6

Should I try to take a lead on my own project or help another senior engineer on a larger project?

Profile picture
Senior Software Engineer [E5] at DoorDash2 years ago

A fellow senior engineer on my team is leading a large multi year project that involves rewriting a significant portion of the codebase. He came up with the proposal, design doc, everything. A couple of team members are already helping him in the project, but since the project's scope is so big, he needs more help.

There is also a backlog of other projects that haven't been prioritized for several quarters. These include stuff like migrations, enabling CD (we still deploy manually taking up plenty of oncall engineer's time everyday) for our service, etc.

I feel like I would get more credit and build trust towards moving to E6 by leading one of the projects in the backlog as opposed to helping out the other engineer in his project. What do you recommend?

254
1

Discussion

(1 comment)
  • 5
    Profile picture
    Robinhood, Meta, Course Hero, PayPal
    2 years ago

    My immediate reaction is leaning "no" on this refactoring project and trying to come up with your own scope. Here's why I'm not too bullish on the rewrite effort:

    • Refactors are hard to get right - First off, it's hard to measure the impact of a rewrite. It's not like adding more test coverage or shipping a new feature to production where there's a clear metric. Second, rewrites can easily get bogged down in things like rebase hell where the existing legacy code is still being iterated on (which can happen quickly and constantly at a big company like DoorDash), and you need to make sure you don't break it. Lastly, I feel like refactors fall into "shiny object" syndrome often, where it seems great on paper but less so in practice. It's a common trope where engineers at a large tech company will come up with some huge refactoring project "for the good of the codebase", and it's more of a play to get promoted vs. something actually beneficial to the codebase.
    • There's already other engineers on it - Big projects are like startups: The earlier you join, the higher the rewards. How this works with projects is you will get more scope if you join early early and be able to call yourself a "lead" of more pillars on the project. I think if this project was currently a solo developer and you were being pitched on being the co-lead, it would be a lot more appealing.
    • It's unlikely for a senior engineer to create multiple senior+ scope - So your goal as an E5 is to find scope on the higher-end of E5 or better yet, within actual E6 territory. I imagine some of the other engineers on this refactor are also E5, and are therefore looking for the same level of scope. It's just not likely this E5 engineer has made a project that has like 5+ engineers' worth of E5+ scope. The remaining work is likely to be base E5-level or even E4.

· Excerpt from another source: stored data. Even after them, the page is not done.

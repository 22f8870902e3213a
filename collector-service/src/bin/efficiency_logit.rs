use std::path::PathBuf;

use anyhow::{Context, Result};
use energy_client::store::analysis_queries::MERGED_ANALYSIS_FILE;
use energy_collector::{analysis::logit, config::AppConfig, observability};

/// Profiles default to the region-filtered roster in the processed directory;
/// the first argument overrides the path.
#[tokio::main(flavor = "current_thread")]
async fn main() -> Result<()> {
    observability::init_tracing(env!("CARGO_CRATE_NAME"));

    let cfg = AppConfig::load()?;
    let profiles_path = match std::env::args().nth(1) {
        Some(path) => PathBuf::from(path),
        None => {
            let file_name = cfg
                .paths
                .roster_file
                .file_name()
                .context("roster_file has no file name")?;
            cfg.paths.processed_dir.join(file_name)
        }
    };
    let merged_path = cfg.paths.processed_dir.join(MERGED_ANALYSIS_FILE);

    let report = logit::run_efficiency_logit(
        &profiles_path,
        &merged_path,
        &cfg.analysis.efficiency_energy_type,
        cfg.analysis.efficiency_threshold,
    )
    .with_context(|| format!("efficiency model failed for {}", profiles_path.display()))?;

    tracing::info!(
        high = report.labels.high,
        low = report.labels.low,
        observations = report.fit.observations,
        iterations = report.fit.iterations,
        log_likelihood = report.fit.log_likelihood,
        "logistic regression fitted"
    );
    for c in &report.fit.coefficients {
        tracing::info!(
            term = %c.name,
            coef = c.estimate,
            std_err = c.std_error,
            z = c.z_value,
            p_value = c.p_value,
            ci_low = c.conf_int.0,
            ci_high = c.conf_int.1,
            odds_ratio = c.odds_ratio,
            "coefficient"
        );
    }
    Ok(())
}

    That being said, there are some reasons why you would want to take this on. Here are some questions to ask

    • How much do you like the project lead? - If they're a great engineer and you genuinely love working with them, you might want to join the effort as a means of building social capital and deepening your relationship with this person. By helping them with their big thing, it increases the chance of them helping you with yours later on, either contributing work directly or just helping vouch for your ideas in meetings. If this engineer is on track to get promoted to E6 soon, they could also become a formal mentor of yours! Lastly, if you think they're just great, coworking with someone on a massive project is a super smooth pretense to set up a recurring 1:1 with them.
    • Does this rewrite unlock feature potential? - I remember back when I was on Instagram Ads, there was a module that was so poorly written initially that we just couldn't extend it anymore, but it was literally powering like 25-40% of ads. If we wanted to run the slightest experiment on this ad type in Android, it would take months to put out the simplest UI change. So the ads infra team spent a lot of time, refactoring this entire module and not only did the code look better, it unlocked a ton of our product roadmap! So something to figure out with this rewrite project is whether it's just there to make code look better or is there some concrete feature/product work that is literally blocked until it's done. If it's the latter, this could easily truly be the highest-impact thing you can do.

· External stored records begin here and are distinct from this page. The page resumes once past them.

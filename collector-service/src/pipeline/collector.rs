use energy_client::domain::{Complex, EnergyRecord, RequestMonth};
use tokio_util::sync::CancellationToken;

use crate::{
    sources::energy_api::EnergyApi,
    transform::{classify_response, Classification},
};

/// Why the month loop for one complex ended.
#[derive(Debug, Clone, Copy, PartialEq, Eq)]
pub enum StopReason {
    /// Every pending month was attempted.
    Exhausted,
    /// Cancellation was requested before the next month.
    Cancelled,
    /// The daily quota ran out; the run-wide token has been cancelled.
    QuotaExhausted,
    /// A response had an unexpected shape; remaining months are left for a
    /// later run.
    Structural,
}

#[derive(Debug, Clone, PartialEq)]
pub struct CollectOutcome {
    /// Successful months in request order.
    pub records: Vec<EnergyRecord>,
    pub soft_failures: usize,
    pub stop: StopReason,
}

/// Fetch `months` of `complex` one at a time, in order.
///
/// Each month is attempted exactly once. The token is checked before every
/// fetch; an in-flight fetch always completes and is classified. Quota
/// exhaustion cancels `cancel` so the driver stops the whole run.
pub async fn collect_months<A>(
    api: &A,
    complex: &Complex,
    months: &[RequestMonth],
    cancel: &CancellationToken,
) -> CollectOutcome
where
    A: EnergyApi + ?Sized,
{
    let mut records = Vec::new();
    let mut soft_failures = 0;

    for &month in months {
        if cancel.is_cancelled() {
            tracing::info!(
                kapt_code = %complex.code,
                name = %complex.name,
                %month,
                "cancellation requested; stopping before next month"
            );
            return CollectOutcome {
                records,
                soft_failures,
                stop: StopReason::Cancelled,
            };
        }

        tracing::debug!(kapt_code = %complex.code, name = %complex.name, %month, "requesting month");

        let classification = match api.fetch(&complex.code, month).await {
            Ok(response) => classify_response(&complex.code, month, response),
            Err(e) => Classification::Structural(e.to_string()),
        };
        metrics::counter!("energy_api_requests_total", "outcome" => classification.outcome_label()).increment(1);

        match classification {
            Classification::Success(record) => {
                tracing::info!(kapt_code = %complex.code, name = %complex.name, %month, "month collected");
                records.push(record);
            }
            Classification::SoftFailure {
                result_code,
                result_msg,
                body,
            } => {
                soft_failures += 1;
                tracing::warn!(
                    kapt_code = %complex.code,
                    name = %complex.name,
                    %month,
                    result_code = %result_code,
                    result_msg = result_msg.as_deref().unwrap_or(""),
                    body = %body.map(|b| b.to_string()).unwrap_or_default(),
                    "API reported an error for month; skipping"
                );
            }
            Classification::QuotaExhausted => {
                tracing::error!(
                    kapt_code = %complex.code,
                    name = %complex.name,
                    %month,
                    "daily API request quota exceeded; stopping the run"
                );
                cancel.cancel();
                return CollectOutcome {
                    records,
                    soft_failures,
                    stop: StopReason::QuotaExhausted,
                };
            }
            Classification::Structural(reason) => {
                tracing::error!(
                    kapt_code = %complex.code,
                    name = %complex.name,
                    %month,
                    error = %reason,
                    "unexpected API response; abandoning remaining months of complex"
                );
                return CollectOutcome {
                    records,
                    soft_failures,
                    stop: StopReason::Structural,
                };
            }
        }
    }

    CollectOutcome {
        records,
        soft_failures,
        stop: StopReason::Exhausted,
    }
}

#[cfg(test)]
mod tests {
    use super::*;
    use crate::pipeline::testing::{no_data, ok, quota, ScriptedApi};
    use serde_json::json;

    fn months(tokens: &[&str]) -> Vec<RequestMonth> {
        tokens.iter().map(|t| t.parse().unwrap()).collect()
    }

    #[tokio::test]
    async fn fetches_each_month_once_in_order() {
        let api = ScriptedApi::default()
            .respond("A1", "202412", ok(json!({"heat": 1})))
            .respond("A1", "202501", no_data())
            .respond("A1", "202502", ok(json!({"heat": 3})));
        let complex = Complex::new("A1", "First", "20241201");

        let outcome = collect_months(
            &api,
            &complex,
            &months(&["202412", "202501", "202502"]),
            &CancellationToken::new(),
        )
        .await;

        assert_eq!(outcome.stop, StopReason::Exhausted);
        assert_eq!(outcome.soft_failures, 1);
        let collected: Vec<String> = outcome.records.iter().map(|r| r.request_month.to_string()).collect();
        assert_eq!(collected, vec!["202412", "202502"]);
        assert_eq!(
            api.calls(),
            vec![
                ("A1".to_string(), "202412".to_string()),
                ("A1".to_string(), "202501".to_string()),
                ("A1".to_string(), "202502".to_string()),
            ]
        );
    }

    #[tokio::test]
    async fn quota_cancels_the_token_and_keeps_prior_records() {
        let api = ScriptedApi::default()
            .respond("A1", "202001", ok(json!({"heat": 1})))
            .respond("A1", "202002", quota());
        let complex = Complex::new("A1", "First", "20200101");
        let cancel = CancellationToken::new();

        let outcome = collect_months(&api, &complex, &months(&["202001", "202002", "202003"]), &cancel).await;

        assert_eq!(outcome.stop, StopReason::QuotaExhausted);
        assert_eq!(outcome.records.len(), 1);
        assert!(cancel.is_cancelled());
        assert_eq!(api.calls().len(), 2);
    }

    #[tokio::test]
    async fn structural_failure_leaves_the_token_alone() {
        let api = ScriptedApi::default().respond("A1", "202001", ok(json!({"heat": 1})));
        let complex = Complex::new("A1", "First", "20200101");
        let cancel = CancellationToken::new();

        let outcome = collect_months(&api, &complex, &months(&["202001", "202002", "202003"]), &cancel).await;

        assert_eq!(outcome.stop, StopReason::Structural);
        assert_eq!(outcome.records.len(), 1);
        assert!(!cancel.is_cancelled());
        assert_eq!(api.calls().len(), 2);
    }

    #[tokio::test]
    async fn cancelled_token_stops_before_fetching() {
        let api = ScriptedApi::default();
        let complex = Complex::new("A1", "First", "20200101");
        let cancel = CancellationToken::new();
        cancel.cancel();

        let outcome = collect_months(&api, &complex, &months(&["202001"]), &cancel).await;

        assert_eq!(outcome.stop, StopReason::Cancelled);
        assert!(outcome.records.is_empty());
        assert!(api.calls().is_empty());
    }
}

    I also have some thoughts on picking up a new project from the backlog:

    • Projects are in the backlog for a reason - The thing for you to figure out is why. Are the projects in the backlog as they're genuinely lower impact than other opportunities or are they there because people haven't had the time/are lazy to fully evaluate the impact of these projects and they're truly diamonds in the rough? Or maybe they are high-impact, but it's the kind of work nobody likes to do - This scenario is really nice as you get to act as a gap-filler, the missing puzzle piece of the team.
    • Improving oncall experience is a huge win - I really like projects stemming from empathy, so I just wanted to mention that making CD automatic instead of manual seems really cool to me. Something concrete I would do to gauge the impact of this project is how crappy the existing system is for the current oncall.
      • Ask people in oncall how much time they spend on it each rotation and how frustrating/error-prone it is.
      • If you have some sort of oncall retro, you can just ask there. You can also float the idea to see how excited people are about it.
      • Another option is to do some sort of survey, which you can extend to understanding people's perception of the oncall experience in general. This is risky though as engineers hate surveys.
      • When I think of manual process, I think of errors. Can you link the current manual process to actual production issues with your service, which would have been fixed with automation?